The real broker-killers

Last week\'s news that HSBC is running a pilot programme with London brokerage John Charcol to offer whole of market advice in its branches made a big impact on the market.

HSBC has never given brokers access to its products before so what caused this partial change of heart? Has it finally seen the light and realised that using brokers is a good way of providing impartial advice to customers? Well, maybe the jury’s out on that.

But for some time, brokers’ biggest problem has been competing with the products churned out by HSBC. In fact, its latest sub-3% mortgage is often referred to as a broker-killer.

But it could be argued that HSBC has played a valuable role in spurring lenders that deal with brokers to make their product ranges more competitive.

Many brokers have been outraged by the move and seen John Charcol’s deal as akin to a pact with the devil but the brokerage should be applauded for convincing the corporate giant to finally break bread with brokers. And hopefully the fact that a small pool of brokers is being given access to HSBC’s arsenal will encourage other lenders to go head to head with HSBC.
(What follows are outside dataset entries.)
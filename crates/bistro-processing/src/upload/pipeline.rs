use std::sync::Arc;
use std::time::Instant;

use bistro_core::{
    ConfigError, PreprocessPolicy, ProcessedAsset, UploadConfig, UploadRequest, UploadResult,
};
use bistro_storage::{CredentialSigner, GcsStorage, KeyGenerator, Storage, TokenSource};

use super::error::PublishError;
use crate::preprocess::{AssetPreprocessor, PreprocessError};
use crate::validator::RequestValidator;

/// Publishes one image per call and returns its public URL.
///
/// Each call is independent: no retries, no cleanup of an object left behind by a
/// failure after the body was sent. Calls may run concurrently and share the token
/// source.
pub struct UploadOrchestrator {
    preprocessor: Arc<AssetPreprocessor>,
    tokens: Arc<dyn TokenSource>,
    storage: Arc<dyn Storage>,
    keys: KeyGenerator,
    validator: RequestValidator,
    policy: PreprocessPolicy,
}

impl UploadOrchestrator {
    pub fn new(
        tokens: Arc<dyn TokenSource>,
        storage: Arc<dyn Storage>,
        keys: KeyGenerator,
        policy: PreprocessPolicy,
    ) -> Self {
        Self {
            preprocessor: Arc::new(AssetPreprocessor::default()),
            tokens,
            storage,
            keys,
            validator: RequestValidator::default(),
            policy,
        }
    }

    /// Wire the production signer and storage client from configuration.
    pub fn from_config(config: &UploadConfig) -> Result<Self, ConfigError> {
        let tokens = Arc::new(CredentialSigner::from_config(config));
        let storage = Arc::new(GcsStorage::from_config(config));
        let keys = KeyGenerator::from_config(config)?;

        Ok(Self::new(tokens, storage, keys, config.policy())
            .with_validator(RequestValidator::from_config(config)))
    }

    pub fn with_preprocessor(mut self, preprocessor: Arc<AssetPreprocessor>) -> Self {
        self.preprocessor = preprocessor;
        self
    }

    pub fn with_validator(mut self, validator: RequestValidator) -> Self {
        self.validator = validator;
        self
    }

    pub fn policy(&self) -> &PreprocessPolicy {
        &self.policy
    }

    /// Publish `request` with the policy chosen at construction.
    pub async fn upload(&self, request: UploadRequest) -> Result<UploadResult, PublishError> {
        self.upload_with_policy(request, self.policy).await
    }

    pub async fn upload_with_policy(
        &self,
        request: UploadRequest,
        policy: PreprocessPolicy,
    ) -> Result<UploadResult, PublishError> {
        let start = Instant::now();
        let original_file_name = request.original_file_name.clone();

        self.validator.validate(&request, &policy).map_err(|e| {
            tracing::warn!(
                error = %e,
                file_name = %original_file_name,
                "Upload request rejected"
            );
            e
        })?;

        let asset = self.preprocess(request, policy).await?;
        let token = self.tokens.access_token().await?;
        let object_key = self.keys.generate(&asset.file_extension);
        let size = asset.bytes.len();

        let object = self
            .storage
            .upload_with_key(&token, &object_key, asset.bytes, &asset.mime_type)
            .await?;
        let public_url = self.storage.public_url(&object.name);

        tracing::info!(
            bucket = %self.storage.bucket(),
            key = %object.name,
            file_name = %original_file_name,
            content_type = %asset.mime_type,
            size_bytes = size,
            duration_ms = start.elapsed().as_secs_f64() * 1000.0,
            "Image published"
        );

        Ok(UploadResult {
            public_url,
            object_name: object.name,
        })
    }

    async fn preprocess(
        &self,
        request: UploadRequest,
        policy: PreprocessPolicy,
    ) -> Result<ProcessedAsset, PreprocessError> {
        match policy {
            PreprocessPolicy::PassThrough => self.preprocessor.process(&request, &policy),
            PreprocessPolicy::Compress(_) => {
                // Decode, resize and encode are CPU bound.
                let preprocessor = Arc::clone(&self.preprocessor);
                tokio::task::spawn_blocking(move || preprocessor.process(&request, &policy))
                    .await
                    .map_err(|e| PreprocessError::Task(e.to_string()))?
            }
        }
    }
}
But never mind HSBC and the credit crunch, the real broker-killers in the market at the moment are the networks that are allegedly failing to pass on brokers’ commission payments in a timely manner.

Recently, there have been a number of stories about networks allegedly failing to pay their appointed representatives monies on time and with talk that some have had to close because of this should come as no surprise. It is important that any networks experiencing such delays should attempt to rectify the situation as quickly as possible.